▶ _Task goal_:
Once you have read the records below, print them again exactly as they stand.
§ §
use serde::{Deserialize, Serialize};

use super::auth::AuthConfig;
use super::errors::ConfigError;
use super::logging::LoggingConfig;

const LOCAL_CONFIG: &str = "servizor.toml";
const SYSTEM_CONFIG: &str = "/etc/servizor/config.toml";

/// Runtime configuration for servizor
#[derive(Debug, Clone, Deserialize, Serialize, Default)]
pub struct Config {
    #[serde(default)]
    pub auth: AuthConfig,

    #[serde(default)]
    pub logging: LoggingConfig,
}

impl Config {
    /// Load configuration from file or use defaults
    ///
    /// Priority order:
    /// 1. Explicitly provided path
    /// 2. servizor.toml in current directory
    /// 3. /etc/servizor/config.toml
    /// 4. Default configuration
    ///
    /// Command-line overrides are applied on top of whichever was loaded.
    pub fn load(path: Option<&str>, cli_overrides: CliOverrides) -> Result<Self, ConfigError> {
        let mut config = if let Some(path) = path {
            Self::from_file(path)?
        } else if let Some(path) = Self::get_config_path() {
            Self::from_file(&path)?
        } else {
            Self::default()
        };

        config.apply_cli_overrides(cli_overrides);
        Ok(config)
    }

    fn from_file(path: &str) -> Result<Self, ConfigError> {
        let contents = std::fs::read_to_string(path)
            .map_err(|e| ConfigError::FileRead(path.to_string(), e.to_string()))?;
        Self::from_toml(&contents)
    }

    pub fn from_toml(contents: &str) -> Result<Self, ConfigError> {
        toml::from_str(contents).map_err(|e| ConfigError::Parse(e.to_string()))
    }

    fn apply_cli_overrides(&mut self, overrides: CliOverrides) {
        let auth = &mut self.auth;
        override_field(&mut auth.auth_url, overrides.auth_url);
        override_field(&mut auth.username, overrides.username);
        override_field(&mut auth.user_id, overrides.user_id);
        override_field(&mut auth.password, overrides.password);
        override_field(&mut auth.user_domain_name, overrides.user_domain_name);
        override_field(&mut auth.user_domain_id, overrides.user_domain_id);
        override_field(&mut auth.project_name, overrides.project_name);
        override_field(&mut auth.project_id, overrides.project_id);
        override_field(&mut auth.project_domain_name, overrides.project_domain_name);
        override_field(&mut auth.project_domain_id, overrides.project_domain_id);
        override_field(&mut auth.token, overrides.token);
        override_field(&mut auth.region_name, overrides.region_name);
        if let Some(endpoint_type) = overrides.endpoint_type.filter(|s| !s.is_empty()) {
            auth.endpoint_type = endpoint_type;
        }
        if overrides.insecure {
            auth.insecure = true;
        }
        if let Some(level) = overrides.log_level {
            self.logging.level = level;
        }
    }

    /// Checks that there is enough to authenticate against the identity service.
    pub fn validate(&self) -> Result<(), ConfigError> {
        let auth = &self.auth;
        if auth.auth_url.as_deref().is_none_or(str::is_empty) {
            return Err(ConfigError::Validation(
                "No auth URL given, use --os-auth-url or OS_AUTH_URL".to_string(),
            ));
        }

        if auth.uses_token() {
            return Ok(());
        }

        if auth.username.is_none() && auth.user_id.is_none() {
            return Err(ConfigError::Validation(
                "Either a token or a username/user id is required".to_string(),
            ));
        }
        if auth.password.is_none() {
            return Err(ConfigError::Validation(
                "A password is required for password authentication".to_string(),
            ));
        }

        Ok(())
    }

    /// Get the path to the configuration file that would be used
    pub fn get_config_path() -> Option<String> {
        [LOCAL_CONFIG, SYSTEM_CONFIG]
            .into_iter()
            .find(|p| std::path::Path::new(p).exists())
            .map(str::to_string)
    }
}

/// Empty strings count as unset, matching how unset `OS_*` variables arrive.
fn override_field(field: &mut Option<String>, value: Option<String>) {
    if let Some(value) = value.filter(|v| !v.is_empty()) {
        *field = Some(value);
    }
}

/// Command-line overrides for configuration
#[derive(Debug, Default)]
pub struct CliOverrides {
    pub auth_url: Option<String>,
    pub username: Option<String>,
    pub user_id: Option<String>,
    pub password: Option<String>,
    pub user_domain_name: Option<String>,
    pub user_domain_id: Option<String>,
    pub project_name: Option<String>,
    pub project_id: Option<String>,
    pub project_domain_name: Option<String>,
    pub project_domain_id: Option<String>,
    pub token: Option<String>,
    pub region_name: Option<String>,
    pub endpoint_type: Option<String>,
    pub insecure: bool,
    pub log_level: Option<String>,
}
§ §
▶ _The answer_:
use serde::{Deserialize, Serialize};

use super::auth::AuthConfig;
use super::errors::ConfigError;
use super::logging::LoggingConfig;

const LOCAL_CONFIG: &str = "servizor.toml";
const SYSTEM_CONFIG: &str = "/etc/servizor/config.toml";

/// Runtime configuration for servizor
#[derive(Debug, Clone, Deserialize, Serialize, Default)]
pub struct Config {
    #[serde(default)]
    pub auth: AuthConfig,

    #[serde(default)]
    pub logging: LoggingConfig,
}

impl Config {
    /// Load configuration from file or use defaults
    ///
    /// Priority order:
    /// 1. Explicitly provided path
    /// 2. servizor.toml in current directory
    /// 3. /etc/servizor/config.toml
    /// 4. Default configuration
    ///
    /// Command-line overrides are applied on top of whichever was loaded.
    pub fn load(path: Option<&str>, cli_overrides: CliOverrides) -> Result<Self, ConfigError> {
        let mut config = if let Some(path) = path {
            Self::from_file(path)?
        } else if let Some(path) = Self::get_config_path() {
            Self::from_file(&path)?
        } else {
            Self::default()
        };

        config.apply_cli_overrides(cli_overrides);
        Ok(config)
    }

    fn from_file(path: &str) -> Result<Self, ConfigError> {
        let contents = std::fs::read_to_string(path)
            .map_err(|e| ConfigError::FileRead(path.to_string(), e.to_string()))?;
        Self::from_toml(&contents)
    }

    pub fn from_toml(contents: &str) -> Result<Self, ConfigError> {
        toml::from_str(contents).map_err(|e| ConfigError::Parse(e.to_string()))
    }

    fn apply_cli_overrides(&mut self, overrides: CliOverrides) {
        let auth = &mut self.auth;
        override_field(&mut auth.auth_url, overrides.auth_url);
        override_field(&mut auth.username, overrides.username);
        override_field(&mut auth.user_id, overrides.user_id);
        override_field(&mut auth.password, overrides.password);
        override_field(&mut auth.user_domain_name, overrides.user_domain_name);
        override_field(&mut auth.user_domain_id, overrides.user_domain_id);
        override_field(&mut auth.project_name, overrides.project_name);
        override_field(&mut auth.project_id, overrides.project_id);
        override_field(&mut auth.project_domain_name, overrides.project_domain_name);
        override_field(&mut auth.project_domain_id, overrides.project_domain_id);
        override_field(&mut auth.token, overrides.token);
        override_field(&mut auth.region_name, overrides.region_name);
        if let Some(endpoint_type) = overrides.endpoint_type.filter(|s| !s.is_empty()) {
            auth.endpoint_type = endpoint_type;
        }
        if overrides.insecure {
            auth.insecure = true;
        }
        if let Some(level) = overrides.log_level {
            self.logging.level = level;
        }
    }

    /// Checks that there is enough to authenticate against the identity service.
    pub fn validate(&self) -> Result<(), ConfigError> {
        let auth = &self.auth;
        if auth.auth_url.as_deref().is_none_or(str::is_empty) {
            return Err(ConfigError::Validation(
                "No auth URL given, use --os-auth-url or OS_AUTH_URL".to_string(),
            ));
        }

        if auth.uses_token() {
            return Ok(());
        }

        if auth.username.is_none() && auth.user_id.is_none() {
            return Err(ConfigError::Validation(
                "Either a token or a username/user id is required".to_string(),
            ));
        }
        if auth.password.is_none() {
            return Err(ConfigError::Validation(
                "A password is required for password authentication".to_string(),
            ));
        }

        Ok(())
    }

    /// Get the path to the configuration file that would be used
    pub fn get_config_path() -> Option<String> {
        [LOCAL_CONFIG, SYSTEM_CONFIG]
            .into_iter()
            .find(|p| std::path::Path::new(p).exists())
            .map(str::to_string)
    }
}

/// Empty strings count as unset, matching how unset `OS_*` variables arrive.
fn override_field(field: &mut Option<String>, value: Option<String>) {
    if let Some(value) = value.filter(|v| !v.is_empty()) {
        *field = Some(value);
    }
}

/// Command-line overrides for configuration
#[derive(Debug, Default)]
pub struct CliOverrides {
    pub auth_url: Option<String>,
    pub username: Option<String>,
    pub user_id: Option<String>,
    pub password: Option<String>,
    pub user_domain_name: Option<String>,
    pub user_domain_id: Option<String>,
    pub project_name: Option<String>,
    pub project_id: Option<String>,
    pub project_domain_name: Option<String>,
    pub project_domain_id: Option<String>,
    pub token: Option<String>,
    pub region_name: Option<String>,
    pub endpoint_type: Option<String>,
    pub insecure: bool,
    pub log_level: Option<String>,
}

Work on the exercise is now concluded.